Baseline charactersitics of patients are shown in Table 1. There were 48 male (56.5%) and 37 female (43.5%) patients. The mean age was 52, 2 years, which ranged between 21 and 84. In 57 patients (67%), NYHA score was class III-IV on admission. Mean haemoglobin levels of patients were 10.1±2.3 g/dl and white blood cell (WBC) counts were found 13.5±7.2 × 103/ml. Mean erythrocyte sedimentation rate (ESR) and C-reactive protein (CRP) were found; 69.2±47.3 mm/h and 107.2±88.0 mg/l, respectively. There were 40 native (47.1%), 34 prostetic valve (40%) endocarditis in patients. The remaining 11 patients had pacemaker endocarditis. Rheumatic heart disease (22.4%) was the primary reason of native valve endocarditis, followed by degenerative heart disease (17.6%) (Table 2). There were 72 left sided endocarditis and 13 right sided endocarditis. Most common sites of vegatations are mitral valve which was detected in 32 patients (37.6%) followed by aortic valve with 24 patients (28.2%) and both mitral and aortic valve in 16 patients (18.8%) (Table 3). The most common valvular pathology was mitral regurgitation, which was detected in 38 patients.

Table 1.

Demographic characters, clinical features and laboratory tests of patients

Variables Case; n (%)
Gender (M/F) 48/37 (56.5/43.5)
NYHA III/IV 57 (67.1)
Diabetes mellitus 15 (17.6)
Previous IE 1 (1.2)
Atrial fibrillation 15 (17.6)
Age (years) 52.2±15.0
Hemoglobin, g/dl 10.1±2.3
White blood cell x103/ml 13.5±7.2
RDW, % 17.3±3.7
MCV, fl 84.1±8.7
Platelet n/ml 238.741±127.983
Neutrophile/lymphocyte ratio 10.9±11.3
ESR, mm/h 69.2±47.3
CRP, mg/dl 107.2±88.0
Creatinine, mg/dl 1.4±0.2
Uric acid, mg/dl 6.7±2.7
Albumin, g/dl 3.1±0.8
ALT, U/l 55.8±121.4

M/F: Male/female, NYHA: New York Heart Association, RDW: Red cell distribution width, MCV: Mean corpuscular volume, ESR: Erythrocyte sedimentation rate, CRP: C reactive protein, ALT: Alanin amino transpherase.

Table 2.

Predisposing conditions of patients

Variables Case n (%)
Native valve endocarditis 40 (47.1)
    Rheumatic heart disease 19 (22.4)
    Degenerative heart disease 15 (17.6)
    Congenital heart disease 2 (2.4)
    Other 4 (4.7)
Prosthetic valve endocarditis 34 (40.0)
Pacemaker/ICD lead endocarditis 11 (12.9)

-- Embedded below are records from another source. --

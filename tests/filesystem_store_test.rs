use pretty_assertions::assert_eq;
use serde_json::json;
use tempfile::tempdir;
use vaultkv::{
    CompressionAlgorithm, CompressionCodec, EncryptionCodec, FilesystemStore, StorageBackend,
    StoredValue, ValuePipeline, VaultKvError, VaultKvResult,
};

const TEST_SALT: &[u8] = b"integration-salt";

fn open_store(dir: &std::path::Path, passphrase: &str) -> VaultKvResult<FilesystemStore> {
    let pipeline = ValuePipeline::new(
        CompressionCodec::new(CompressionAlgorithm::Lz4),
        EncryptionCodec::new(passphrase, TEST_SALT)?,
    );
    FilesystemStore::new(dir.join("catalog.db"), dir.join("data"), pipeline)
}

#[test]
fn test_round_trip_all_flag_combinations() -> VaultKvResult<()> {
    let dir = tempdir().unwrap();
    let store = open_store(dir.path(), "pw")?;

    let json_value = StoredValue::Json(json!({"name": "alice", "scores": [1, 2, 3]}));
    let binary_value = StoredValue::Bytes(b"\x00\xff\x10raw".to_vec());
    let empty_value = StoredValue::Bytes(Vec::new());

    for (i, value) in [&json_value, &binary_value, &empty_value].iter().enumerate() {
        for (j, (encrypt, compress)) in [(false, false), (false, true), (true, false), (true, true)]
            .iter()
            .enumerate()
        {
            let key = format!("rt-{}-{}", i, j);
            let metadata = store.store(&key, value, *encrypt, *compress)?;
            assert_eq!(metadata.encrypted, *encrypt);
            assert_eq!(metadata.compressed, *compress);

            let (retrieved, _) = store.retrieve(&key)?.unwrap();
            assert_eq!(&retrieved, *value);
        }
    }
    Ok(())
}

#[test]
fn test_overwrite_replaces_value_and_preserves_history() -> VaultKvResult<()> {
    let dir = tempdir().unwrap();
    let store = open_store(dir.path(), "pw")?;

    let first = store.store("doc", &StoredValue::Json(json!({"v": 1})), true, true)?;
    // Bump access_count so we can observe it surviving the overwrite.
    store.retrieve("doc")?;
    store.retrieve("doc")?;

    let second = store.store("doc", &StoredValue::Json(json!({"v": 2})), false, false)?;
    assert_eq!(second.created_at, first.created_at);
    assert!(second.updated_at >= first.updated_at);
    assert_eq!(second.access_count, 2);
    assert!(!second.encrypted);
    assert!(!second.compressed);

    let (value, _) = store.retrieve("doc")?.unwrap();
    assert_eq!(value, StoredValue::Json(json!({"v": 2})));
    Ok(())
}

#[test]
fn test_missing_key_is_not_an_error() -> VaultKvResult<()> {
    let dir = tempdir().unwrap();
    let store = open_store(dir.path(), "pw")?;

    assert!(store.retrieve("ghost")?.is_none());
    assert!(!store.delete("ghost")?);
    Ok(())
}

#[test]
fn test_delete_removes_value_and_metadata() -> VaultKvResult<()> {
    let dir = tempdir().unwrap();
    let store = open_store(dir.path(), "pw")?;

    store.store("gone", &StoredValue::Bytes(vec![1, 2, 3]), true, false)?;
    assert!(store.delete("gone")?);
    assert!(store.retrieve("gone")?.is_none());
    assert!(store.list_keys()?.is_empty());

    let data_dir: Vec<_> = std::fs::read_dir(dir.path().join("data")).unwrap().collect();
    assert!(data_dir.is_empty());
    Ok(())
}

#[test]
fn test_list_keys_sorted() -> VaultKvResult<()> {
    let dir = tempdir().unwrap();
    let store = open_store(dir.path(), "pw")?;

    for key in ["zulu", "alpha", "mike"] {
        store.store(key, &StoredValue::Bytes(vec![0]), false, false)?;
    }
    assert_eq!(store.list_keys()?, vec!["alpha", "mike", "zulu"]);
    Ok(())
}

#[test]
fn test_stats_reflect_flags_and_access_counts() -> VaultKvResult<()> {
    let dir = tempdir().unwrap();
    let store = open_store(dir.path(), "pw")?;

    store.store("a", &StoredValue::Json(json!("x")), true, true)?;
    store.store("b", &StoredValue::Json(json!("y")), true, false)?;
    store.store("c", &StoredValue::Json(json!("z")), false, false)?;
    store.retrieve("b")?;
    store.retrieve("b")?;
    store.retrieve("a")?;

    let stats = store.get_stats()?;
    assert_eq!(stats.total_keys, 3);
    assert_eq!(stats.encrypted_keys, 2);
    assert_eq!(stats.compressed_keys, 1);
    assert!(stats.total_size_bytes > 0);

    assert_eq!(stats.top_accessed_keys[0].key, "b");
    assert_eq!(stats.top_accessed_keys[0].access_count, 2);
    assert_eq!(stats.top_accessed_keys[1].key, "a");
    Ok(())
}

#[test]
fn test_store_persists_across_reopen() -> VaultKvResult<()> {
    let dir = tempdir().unwrap();
    {
        let store = open_store(dir.path(), "pw")?;
        store.store("durable", &StoredValue::Json(json!({"kept": true})), true, true)?;
    }
    let store = open_store(dir.path(), "pw")?;
    let (value, metadata) = store.retrieve("durable")?.unwrap();
    assert_eq!(value, StoredValue::Json(json!({"kept": true})));
    assert!(metadata.encrypted);
    Ok(())
}

#[test]
fn test_wrong_passphrase_fails_closed() -> VaultKvResult<()> {
    let dir = tempdir().unwrap();
    {
        let store = open_store(dir.path(), "correct horse")?;
        store.store("secret", &StoredValue::Bytes(b"battery staple".to_vec()), true, false)?;
    }
    let store = open_store(dir.path(), "wrong horse")?;
    match store.retrieve("secret") {
        Err(VaultKvError::Decryption(_)) => Ok(()),
        other => panic!("expected decryption failure, got {:?}", other),
    }
}
//! Tagged value envelope
//!
//! Values enter the pipeline either as structured JSON or as opaque bytes.
//! The envelope starts with a one-byte format tag so that decoding never has
//! to sniff the payload: binary data that happens to be valid UTF-8 JSON still
//! round-trips as bytes.

use crate::common::{VaultKvError, VaultKvResult};
use serde_json::Value as JsonValue;

const TAG_JSON: u8 = b'J';
const TAG_BINARY: u8 = b'B';

/// A value accepted by the store: structured JSON or an opaque byte blob.
#[derive(Debug, Clone, PartialEq)]
pub enum StoredValue {
    /// Structured value (numbers, strings, bools, null, arrays, maps)
    Json(JsonValue),
    /// Opaque binary blob
    Bytes(Vec<u8>),
}

impl StoredValue {
    /// Returns the JSON value if this is the structured form
    pub fn as_json(&self) -> Option<&JsonValue> {
        match self {
            StoredValue::Json(v) => Some(v),
            StoredValue::Bytes(_) => None,
        }
    }

    /// Returns the raw bytes if this is the binary form
    pub fn as_bytes(&self) -> Option<&[u8]> {
        match self {
            StoredValue::Json(_) => None,
            StoredValue::Bytes(b) => Some(b),
        }
    }
}

impl From<JsonValue> for StoredValue {
    fn from(value: JsonValue) -> Self {
        StoredValue::Json(value)
    }
}

impl From<Vec<u8>> for StoredValue {
    fn from(bytes: Vec<u8>) -> Self {
        StoredValue::Bytes(bytes)
    }
}

/// Encodes a value into the tagged envelope
pub fn encode_value(value: &StoredValue) -> VaultKvResult<Vec<u8>> {
    match value {
        StoredValue::Json(v) => {
            let body = serde_json::to_vec(v)
                .map_err(|e| VaultKvError::Serialization(format!("JSON encode failed: {}", e)))?;
            let mut out = Vec::with_capacity(1 + body.len());
            out.push(TAG_JSON);
            out.extend_from_slice(&body);
            Ok(out)
        }
        StoredValue::Bytes(b) => {
            let mut out = Vec::with_capacity(1 + b.len());
            out.push(TAG_BINARY);
            out.extend_from_slice(b);
            Ok(out)
        }
    }
}

/// Decodes a tagged envelope back into a value
pub fn decode_value(data: &[u8]) -> VaultKvResult<StoredValue> {
    let (&tag, body) = data
        .split_first()
        .ok_or_else(|| VaultKvError::Serialization("empty envelope".to_string()))?;

    match tag {
        TAG_JSON => serde_json::from_slice(body)
            .map(StoredValue::Json)
            .map_err(|e| VaultKvError::Serialization(format!("JSON decode failed: {}", e))),
        TAG_BINARY => Ok(StoredValue::Bytes(body.to_vec())),
        other => Err(VaultKvError::Serialization(format!(
            "unknown format tag: 0x{:02x}",
            other
        ))),
    }
}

ICD: implantable cardiac defibrillator.

Table 3.

Sites of vegetations in IE patients

Site n %
Mitral valve 32 37.6
Aortic valve 24 28.2
Aortic + Mitral valve 16 18.8
Tricuspid valve 2 2.4
Pulmonic valve 1 1.2
Tetralogy of Fallot 1 1.2

All patients had blood culture studies, but only 58 (68%) had positive blood cultures results. Most common pathogen was Staphlyococci which were detected in 23 patients (27.1%). Staphlyococci consisted of 16 coagulase negative Staphylococcus spp. and, 7 Staphylococcus aureus. Streptococcus spp. (10.5%), Brucella spp. (5.8%) and Enterococcus spp. (4.7%) and Candida spp. (5.8%) are other common pathogens (Table 4).

Table 4.

Distribution of causative microorganisms isolated from blood cultures of IE patients

Organism Case n (%)
Defined causative agent 58 (68.2)
Stahylococci 23 (27.1)
    MRSA 2 (2.4)
    MSSA 5 (5.8)
    MRCNS 10 (11.8)
    MSCNS 6 (7.1)
Enterococcus spp. 4 (4.7)
Streptococcus spp 9 (10.5)
Brucella spp. 5 (5.8)
Gram negative 4 (4.7)
Candida spp. 5 (5.8)
Corynebacterium spp. 1 (1.1)
Mixed 3 (3.5)

Mixed infections; Candida spp. + Corynebacterium spp. 1 patient, Streptococcus spp + HACEK 1 patient, MRSA + Candida spp. 1 patient) (MRSA: Methicillin resistant Staphylococcus aureus, MSSA: Methicillin susceptible Staphylococcus aureus, MRCNS: Methicillin resistant coagulase negative Staphylococcus spp., MSCNS: Methicillin susceptible coagulase negative Staphylococcus spp.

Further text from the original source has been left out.